Shaikh complained that all the positive and beneficial projects launched by the BMC were for the elite in the island city. “The authorities are treating us like second-class citizens,” he said. “Aren’t we taxpayers and don’t we have the fundamental right to live with fresh air?”

With the poison prevalent in the environment, Deonar has thousands of tuberculosis, asthma and cancer cases. According to a TISS report of a few years ago, the average life expectancy of M East ward is a shocking 39 years as against the 70-plus years of the rest of the state.

Salim Sheikh, who lives at Baiganwadi, lost his 24-year-old brother Shahid Sheikh on November 27 after a long battle with respiratory issues. “He had a heart problem and respiratory issues for many years,” he said. “He had open heart surgery too in the past. He was admitted to Nair Hospital last Saturday, as he had started coughing up blood.”

Sheikh, a leather factory worker, said that the construction of a new road had added to the already suffocating pollution. “The most affected by the toxicity are senior citizens and children,” he said. “We are poor daily wagers, who don’t have the luxury of going out to protest. We will have to go without food if we don’t work for one day.”

According to the 2011 census, the Deonar-Govandi area had a population of 9 lakhs, now increased to around 12 lakhs, comprising mainly lower-income groups like daily wage earners or rickshaw drivers. The slum cluster around the dumping ground stands cheek by jowl with small factories and buildings of three to four storeys.

Karim Khan (30), a resident of Gautam Nagar in Govandi, lives with his eight-member family in a three-bedroom house on the 22nd floor of a building called Rayan Park. Khan wakes up every day to a smoky haze outside his window, which scares him.

“Our chawl was earlier called Gautam Nagar and it is now a high-rise,” he said. “My bedroom window faces the biomedical waste treatment plant and when I wake up in the morning, the visibility outside my window is zero. At night, the smoke reaches the 22nd floor. My building is 800 metres away from the biomedical waste treatment plant, and whenever I open the windows there’s just smog and smoke all around.
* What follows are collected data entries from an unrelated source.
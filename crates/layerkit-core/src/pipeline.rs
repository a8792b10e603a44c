//! Build recipe types and the pipeline state machine.

use chrono::{DateTime, Utc};
use serde::{Deserialize, Serialize};
use std::collections::BTreeMap;
use std::fmt;
use std::path::{Path, PathBuf};
use std::time::Duration;

use crate::executor::VolumeMount;
use crate::{ContentDigest, Error, Result};

/// Everything needed to build and package one project.
#[derive(Debug, Clone, Serialize, Deserialize)]
pub struct BuildRecipe {
    pub project: ProjectSpec,
    pub manifest: ManifestSpec,
    /// Application source directory, relative to the project directory.
    pub source_dir: PathBuf,
    /// Template directory compiled into the binary, if any.
    pub templates_dir: Option<PathBuf>,
    /// Static assets shipped next to the binary, if any.
    pub assets_dir: Option<PathBuf>,
    pub toolchain: ToolchainSpec,
    pub runtime: RuntimeSpec,
}

impl BuildRecipe {
    /// Resolve a project-relative path.
    pub fn resolve(&self, relative: &Path) -> PathBuf {
        self.project.dir.join(relative)
    }

    /// Source-tree directories that get copied into the workspace, as
    /// project-relative paths.
    pub fn source_tree(&self) -> Vec<&Path> {
        let mut dirs = vec![self.source_dir.as_path()];
        if let Some(templates) = &self.templates_dir {
            dirs.push(templates.as_path());
        }
        dirs
    }
}

#[derive(Debug, Clone, Serialize, Deserialize)]
pub struct ProjectSpec {
    /// Project name (e.g., "mc-frontend").
    pub name: String,
    /// Name of the release binary. Defaults to the project name.
    pub binary: String,
    /// Directory the recipe was loaded from; relative paths resolve here.
    pub dir: PathBuf,
}

/// Locations of the manifest pair, relative to the project directory.
#[derive(Debug, Clone, Serialize, Deserialize)]
pub struct ManifestSpec {
    pub manifest: PathBuf,
    pub lock: PathBuf,
}

/// How the toolchain is invoked.
#[derive(Debug, Clone, Serialize, Deserialize)]
pub struct ToolchainSpec {
    /// Builder image for container executors.
    pub image: Option<String>,
    /// Command compiling dependencies against the skeleton.
    pub dependency_build: Vec<String>,
    /// Command compiling the real sources.
    pub build: Vec<String>,
    /// Directory, relative to the workspace, holding build output. This is
    /// the tree snapshotted as the dependency layer.
    pub target_dir: PathBuf,
    /// Directory, relative to the workspace, where the release binary lands.
    pub output_dir: PathBuf,
    /// Placeholder source written into the skeleton.
    pub placeholder: PlaceholderSource,
    pub env: BTreeMap<String, String>,
    pub timeout: Option<Duration>,
    pub volumes: Vec<VolumeMount>,
}

impl ToolchainSpec {
    /// Fingerprint of everything that affects the dependency layer other
    /// than the manifest pair itself.
    pub fn fingerprint(&self) -> ContentDigest {
        let mut builder = ContentDigest::builder()
            .part("image", self.image.as_deref().unwrap_or("").as_bytes())
            .part("target", self.target_dir.to_string_lossy().as_bytes())
            .part("placeholder-path", self.placeholder.path.to_string_lossy().as_bytes())
            .part("placeholder", self.placeholder.contents.as_bytes());
        for arg in &self.dependency_build {
            builder = builder.part("arg", arg.as_bytes());
        }
        for (key, value) in &self.env {
            builder = builder.part("env-key", key.as_bytes());
            builder = builder.part("env-value", value.as_bytes());
        }
        builder.finish()
    }
}

/// The throwaway source the dependency pre-build compiles against.
#[derive(Debug, Clone, Serialize, Deserialize)]
pub struct PlaceholderSource {
    /// Path relative to the workspace, e.g. `src/main.rs`.
    pub path: PathBuf,
    pub contents: String,
}

impl Default for PlaceholderSource {
    fn default() -> Self {
        Self {
            path: PathBuf::from("src/main.rs"),
            contents: "fn main() {}\n".to_string(),
        }
    }
}

/// Shape of the runtime image.
#[derive(Debug, Clone, Serialize, Deserialize)]
pub struct RuntimeSpec {
    /// Minimal base image, recorded in the image config.
    pub base: String,
    /// Absolute working directory inside the image.
    pub working_dir: String,
    pub trust_store: TrustStoreSpec,
}

/// Where the CA bundle comes from and where it goes.
#[derive(Debug, Clone, Serialize, Deserialize)]
pub struct TrustStoreSpec {
    /// Host path of the CA bundle.
    pub source: PathBuf,
    /// Absolute path inside the image.
    pub path: String,
}

/// The three stages of a build.
#[derive(Debug, Clone, Copy, PartialEq, Eq, Hash, Serialize, Deserialize)]
pub enum StageKind {
    Dependencies,
    Compile,
    Assemble,
}

impl StageKind {
    pub const ALL: [StageKind; 3] = [StageKind::Dependencies, StageKind::Compile, StageKind::Assemble];

    /// State the pipeline reaches when this stage succeeds.
    pub fn completes(self) -> PipelineState {
        match self {
            StageKind::Dependencies => PipelineState::DependenciesBuilt,
            StageKind::Compile => PipelineState::SourceCompiled,
            StageKind::Assemble => PipelineState::ImageAssembled,
        }
    }
}

impl fmt::Display for StageKind {
    fn fmt(&self, f: &mut fmt::Formatter<'_>) -> fmt::Result {
        f.write_str(match self {
            StageKind::Dependencies => "dependencies",
            StageKind::Compile => "compile",
            StageKind::Assemble => "assemble",
        })
    }
}

/// Pipeline-level state. Strictly forward; `Failed` is terminal.
#[derive(Debug, Clone, Copy, PartialEq, Eq, Serialize, Deserialize)]
pub enum PipelineState {
    Init,
    DependenciesBuilt,
    SourceCompiled,
    ImageAssembled,
    Failed { stage: StageKind },
}

impl PipelineState {
    /// The only state this one may advance to.
    pub fn successor(self) -> Option<PipelineState> {
        match self {
            PipelineState::Init => Some(PipelineState::DependenciesBuilt),
            PipelineState::DependenciesBuilt => Some(PipelineState::SourceCompiled),
            PipelineState::SourceCompiled => Some(PipelineState::ImageAssembled),
            PipelineState::ImageAssembled | PipelineState::Failed { .. } => None,
        }
    }

    pub fn is_terminal(self) -> bool {
        self.successor().is_none()
    }

    /// Stage that runs from this state.
    pub fn next_stage(self) -> Option<StageKind> {
        match self {
            PipelineState::Init => Some(StageKind::Dependencies),
            PipelineState::DependenciesBuilt => Some(StageKind::Compile),
            PipelineState::SourceCompiled => Some(StageKind::Assemble),
            _ => None,
        }
    }
}

impl fmt::Display for PipelineState {
    fn fmt(&self, f: &mut fmt::Formatter<'_>) -> fmt::Result {
        match self {
            PipelineState::Init => f.write_str("init"),
            PipelineState::DependenciesBuilt => f.write_str("dependencies-built"),
            PipelineState::SourceCompiled => f.write_str("source-compiled"),
            PipelineState::ImageAssembled => f.write_str("image-assembled"),
            PipelineState::Failed { stage } => write!(f, "failed({})", stage),
        }
    }
}

/// Tracks a run's state and validates every transition.
#[derive(Debug, Clone, Serialize, Deserialize)]
pub struct PipelineMachine {
    state: PipelineState,
    history: Vec<(PipelineState, DateTime<Utc>)>,
}

impl PipelineMachine {
    pub fn new() -> Self {
        Self {
            state: PipelineState::Init,
            history: vec![(PipelineState::Init, Utc::now())],
        }
    }

    pub fn state(&self) -> PipelineState {
        self.state
    }

    pub fn history(&self) -> &[(PipelineState, DateTime<Utc>)] {
        &self.history
    }

    /// Move to `to`, which must be the current state's successor.
    pub fn advance(&mut self, to: PipelineState) -> Result<()> {
        if self.state.successor() != Some(to) {
            return Err(Error::InvalidTransition {
                from: self.state,
                to,
            });
        }
        self.state = to;
        self.history.push((to, Utc::now()));
        Ok(())
    }

    /// Record that `stage` failed. Only valid while that stage is the next
    /// one to run.
    pub fn fail(&mut self, stage: StageKind) -> Result<()> {
        let to = PipelineState::Failed { stage };
        if self.state.next_stage() != Some(stage) {
            return Err(Error::InvalidTransition {
                from: self.state,
                to,
            });
        }
        self.state = to;
        self.history.push((to, Utc::now()));
        Ok(())
    }
}

impl Default for PipelineMachine {
    fn default() -> Self {
        Self::new()
    }
}

#[cfg(test)]
mod tests {
    use super::*;

    #[test]
    fn test_machine_walks_forward() {
        let mut machine = PipelineMachine::new();
        for stage in StageKind::ALL {
            assert_eq!(machine.state().next_stage(), Some(stage));
            machine.advance(stage.completes()).unwrap();
        }
        assert_eq!(machine.state(), PipelineState::ImageAssembled);
        assert!(machine.state().is_terminal());
        assert_eq!(machine.history().len(), 4);
    }

    #[test]
    fn test_machine_rejects_skipping_a_stage() {
        let mut machine = PipelineMachine::new();
        let err = machine.advance(PipelineState::SourceCompiled).unwrap_err();
        assert!(matches!(
            err,
            Error::InvalidTransition {
                from: PipelineState::Init,
                to: PipelineState::SourceCompiled
            }
        ));
        assert_eq!(machine.state(), PipelineState::Init);
    }

    #[test]
    fn test_machine_rejects_going_backwards() {
        let mut machine = PipelineMachine::new();
        machine.advance(PipelineState::DependenciesBuilt).unwrap();
        assert!(machine.advance(PipelineState::DependenciesBuilt).is_err());
        assert!(machine.advance(PipelineState::Init).is_err());
    }

    #[test]
    fn test_failure_is_terminal() {
        let mut machine = PipelineMachine::new();
        machine.advance(PipelineState::DependenciesBuilt).unwrap();
        machine.fail(StageKind::Compile).unwrap();
        assert_eq!(
            machine.state(),
            PipelineState::Failed {
                stage: StageKind::Compile
            }
        );
        assert!(machine.advance(PipelineState::SourceCompiled).is_err());
        assert!(machine.fail(StageKind::Assemble).is_err());
    }

    #[test]
    fn test_fail_must_name_the_running_stage() {
        let mut machine = PipelineMachine::new();
        assert!(machine.fail(StageKind::Assemble).is_err());
        assert_eq!(machine.state(), PipelineState::Init);
    }

    fn toolchain() -> ToolchainSpec {
        ToolchainSpec {
            image: Some("rust:1.85".to_string()),
            dependency_build: vec!["cargo".into(), "build".into(), "--release".into()],
            build: vec!["cargo".into(), "build".into(), "--release".into()],
            target_dir: PathBuf::from("target"),
            output_dir: PathBuf::from("target/release"),
            placeholder: PlaceholderSource::default(),
            env: BTreeMap::new(),
            timeout: None,
            volumes: vec![],
        }
    }

    #[test]
    fn test_fingerprint_ignores_source_build_command() {
        let base = toolchain();
        let mut changed = toolchain();
        changed.build.push("--verbose".into());
        assert_eq!(base.fingerprint(), changed.fingerprint());

        changed.dependency_build.push("--verbose".into());
        assert_ne!(base.fingerprint(), changed.fingerprint());
    }
}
I keep the windows shut all the time.”

Khan said that the adults were immune to smoke by now, but their children were at the receiving end. “Kids below the age of 10 often fall ill and their immune systems are weak,” he said. “The sight of smoke with no visibility is frightening. We have won the court case on the biomedical waste treatment plant but the shifting will take another two years. Till then, anything can happen to our health.”

When petitioner Faiyyaz Alam Shaikh installed AQI-monitoring machines in some areas in Govandi, the highest emissions were sulphur dioxide, carbon monoxide, dioxins and furans, and nitrogen dioxide, all three to four times greater than the World Health Organisation’s minimum levels. Studies indicate that the oxidative stress and exposure to nitrogen dioxide may directly be responsible for the development of Bell’s Palsy. Epidemiological studies have demonstrated that both short- and long-term exposure to air pollution increases the risk of stroke.

Gulam Rusool (60), another Govandi resident, is a living example of this. A permanent fixture on his wheelchair, he has little hope of recovering. “His doctor said he had a stroke because of the polluted environment,” said his family member.

A bitter Shaikh pointed out that despite the serious health ailments, the state’s elected representatives had never brought up the subject of dangerous civic projects in the assembly or the standing committee. “The local corporators, MLAs and MPs have all failed us by bringing in such projects,” said Shaikh. “No developed country brings in incinerators amid residential colonies; all of them work with upgraded technologies to minimise climate crisis and prevent air pollution. We, of course, are considered guinea pigs without rights.”